La méritocratie et l’école, un marché de dupes - Le mérite et l’égalité expliqués aux présidents et aux Libéraux (II)
Dans un discours destiné aux étudiants de l’université de Columbia, le Président de la République Française a réitéré son admiration pour le modèle américain qui consacrait selon lui l’audace, la responsabilité et l’initiative, sanctionnées par la récompense. Or, contrairement à ce qu’affirme notre Président, qui ne reprend qu’un préjugé fort répandu, les Etats-Unis d’Amérique représentent le modèle qui offre le moins de mobilité intergénérationnelle d’après les études de la London School of Economics (in Intergenerational Mobility in Europe and North America, 2005), et de l’OCDE (voir leur site). Dans le même temps, Nicolas Sarkozy a rejeté l’égalité en suggérant que cela confinait à l’uniformité. Mais nous avons vu dans le précédent billet que pour des raisons d’héritage génétique et sociale, les individus commencent leur vie avec un passif qui interdit l’uniformité et avalise les inégalités. Comme si des joueurs de Monopoly débutaient la partie sur des cases différentes. On pourrait alors s’attendre à ce que l’école républicaine, au sens générique, vienne diminuer les inégalités et offrir les mêmes chances à tous. Nous constaterons qu’il n’en est rien.
Deux types d’apprentissage coexistent : l’apprentissage implicite et explicite. On dit que l’apprentissage est implicite lorsqu’il n’est pas intentionnel : apprendre à parler sa langue maternelle. On dit que l’apprentissage est explicite lorsqu’on apprend consciemment : étudier la grammaire de sa langue maternelle.
L’une des spécificités de l’être humain est sa faculté à manier un langage complexe, base des relations sociales, de la capacité à conceptualiser, de l’apprentissage explicite.
Les rares cas « d’enfants sauvages » laissent supposer qu’il existe une période critique dans l’apprentissage du langage, au-delà de laquelle il est impossible d’apprendre une langue. « Tarzan » n’a jamais pu apprendre à parler contrairement à ce que révèle le mythe.
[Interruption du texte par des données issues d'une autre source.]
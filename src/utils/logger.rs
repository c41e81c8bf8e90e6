use tracing_subscriber::{layer::SubscriberExt, util::SubscriberInitExt, EnvFilter};

fn default_filter(verbose: bool, level: Option<&str>) -> EnvFilter {
    EnvFilter::try_from_default_env().unwrap_or_else(|_| {
        let directive = match (verbose, level) {
            (true, _) => "subway_sections=debug,info".to_string(),
            (false, Some(level)) => format!("subway_sections={}", level),
            (false, None) => "subway_sections=info".to_string(),
        };
        EnvFilter::new(directive)
    })
}

/// Human-readable logs on stderr. `RUST_LOG` wins over `level` and `verbose`.
pub fn init_cli_logger(verbose: bool, level: Option<&str>) {
    tracing_subscriber::registry()
        .with(default_filter(verbose, level))
        .with(
            tracing_subscriber::fmt::layer()
                .with_writer(std::io::stderr)
                .with_target(false)
                .with_thread_ids(false)
                .with_file(false)
                .with_line_number(false)
                .compact(),
        )
        .init();
}

pub fn init_json_logger(verbose: bool, level: Option<&str>) {
    tracing_subscriber::registry()
        .with(default_filter(verbose, level))
        .with(
            tracing_subscriber::fmt::layer()
                .with_writer(std::io::stderr)
                .with_target(false)
                .with_thread_ids(false)
                .with_file(false)
                .with_line_number(false)
                .json(),
        )
        .init();
}
// author: kodeholic (powered by Claude)
// Session — 협상된 피어 연결 1개의 서버측 엔티티
//
// 엔진 연결 핸들과 세션에 딸린 태스크(엔진 watcher, 분석 파이프라인)를
// 배타 소유한다. student_id / sid 같은 식별자는 외부 소유 엔진 핸들에
// 덕타이핑으로 붙이지 않고 여기 명시 필드로 둔다.

use std::sync::atomic::{AtomicU8, Ordering};
use std::sync::{Arc, Mutex};

use tokio::task::JoinHandle;
use tracing::trace;

use crate::auth::Role;
use crate::media::MediaConnection;
use crate::utils::current_timestamp;

/// 세션 연결 상태 머신
/// New → Negotiating → Connected → {Disconnected, Failed} → Closed
#[derive(Debug, Clone, Copy, PartialEq, Eq)]
#[repr(u8)]
pub enum SessionState {
    New          = 0,
    Negotiating  = 1,
    Connected    = 2,
    Disconnected = 3,
    Failed       = 4,
    Closed       = 5,
}

impl SessionState {
    /// Disconnected/Failed는 teardown 경유, Closed는 종결
    pub fn is_terminal(&self) -> bool {
        matches!(
            self,
            SessionState::Disconnected | SessionState::Failed | SessionState::Closed
        )
    }

    fn from_u8(v: u8) -> Self {
        match v {
            0 => SessionState::New,
            1 => SessionState::Negotiating,
            2 => SessionState::Connected,
            3 => SessionState::Disconnected,
            4 => SessionState::Failed,
            _ => SessionState::Closed,
        }
    }
}

pub struct Session {
    /// 생성 시점의 전송 연결 식별자(sid)와 동일
    pub id:         String,
    pub role:       Role,
    /// Student 세션이면 감시 대상 본인, Admin 세션이면 보고 있는 학생
    pub student_id: String,
    pub created_at: u64,

    state: AtomicU8,
    /// 엔진 연결 핸들 — teardown 시 take되어 단 한 번만 close된다
    media: Mutex<Option<Arc<dyn MediaConnection>>>,
    /// 세션 소속 태스크 (watcher / 파이프라인) — teardown 시 abort
    tasks: Mutex<Vec<JoinHandle<()>>>,
}

impl Session {
    pub fn new(
        id:         impl Into<String>,
        role:       Role,
        student_id: impl Into<String>,
        media:      Arc<dyn MediaConnection>,
    ) -> Self {
        let id = id.into();
        let student_id = student_id.into();
        trace!("Session::new sid={} role={} student={}", id, role, student_id);
        Self {
            id,
            role,
            student_id,
            created_at: current_timestamp(),
            state: AtomicU8::new(SessionState::New as u8),
            media: Mutex::new(Some(media)),
            tasks: Mutex::new(Vec::new()),
        }
    }

    pub fn state(&self) -> SessionState {
        SessionState::from_u8(self.state.load(Ordering::Acquire))
    }

    pub fn set_state(&self, next: SessionState) {
        trace!("Session {} state {:?} -> {:?}", self.id, self.state(), next);
        self.state.store(next as u8, Ordering::Release);
    }

    /// 비종결 상태 = 살아있는 세션
    pub fn is_live(&self) -> bool {
        !self.state().is_terminal()
    }

    /// candidate 추가 등 핸들 공유 접근 (소유권 이전 없음)
    pub fn media(&self) -> Option<Arc<dyn MediaConnection>> {
        self.media.lock().unwrap().clone()
    }

    /// teardown 전용 — 핸들 소유권을 가져간다. 두 번째 호출부터는 None.
    pub fn take_media(&self) -> Option<Arc<dyn MediaConnection>> {
        self.media.lock().unwrap().take()
    }

    pub fn track_task(&self, handle: JoinHandle<()>) {
        self.tasks.lock().unwrap().push(handle);
    }

    /// 세션 소속 태스크 전부 중단 (파이프라인 취소 포함)
    pub fn abort_tasks(&self) {
        for handle in self.tasks.lock().unwrap().drain(..) {
            handle.abort();
        }
    }
}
A 6 mois, un enfant reconnaît la plupart des sons (cf Aslin et Hunt), et plus on s’adresse à lui avec un vocabulaire et une syntaxe riches, mieux on le préparera à sa scolarité.
C’est avant la puberté que l’on doit apprendre la grammaire et l’accent des langues étrangères pour profiter pleinement de son potentiel ; le vocabulaire peut s’apprendre tout au long de la vie.
Offrir un environnement stimulant à un enfant en âge préscolaire le conduira à capitaliser de précieuses aptitudes qui seront utilisées dans les apprentissages scolaires. Par exemple, Lyelle Palmer a démontré que la stimulation sensori-motrice conduisait à augmenter l’attention et les compétences d’écoute, lecture et écriture. Il faut proposer mais pas imposer, sauf en cas de retard diagnostiqué par un neuropsychologue. Chaque enfant puisera dans cet environnement ce dont il a besoin, en fonction de son rythme et de ses capacités d’acquisition personnelles. Aucune étude n’a prouvé l’efficacité d’une stimulation imposée en dehors d’un protocole élaboré et suivi par des professionnels, pédagogues ou psychologues. Et même dans ce dernier cas, les résultats diffèrent grandement d’un praticien à l’autre, d’un protocole à l’autre. Par exemple, le PEI de Feuerstein, le Cort de Bono et
Le problème vient que non seulement les parents doivent être informés et convaincus de l’importance de proposer un environnement stimulant, mais aussi qu’ils en aient les moyens. Bref, que les enfants n’aient pas la télévision pour seul horizon. Une vie culturelle, affective et sociale riches, la possibilité de manipuler des objets de taille, poids et forme différentes (pour pouvoir distinguer, catégoriser, hiérarchiser…), d’entendre des sons différents (…), tout cela concourt à l’efficience cognitive. En matière d’environnement, les inégalités sont criantes ; elles seront renforcées par la réforme qui menace le secteur de la petite enfance.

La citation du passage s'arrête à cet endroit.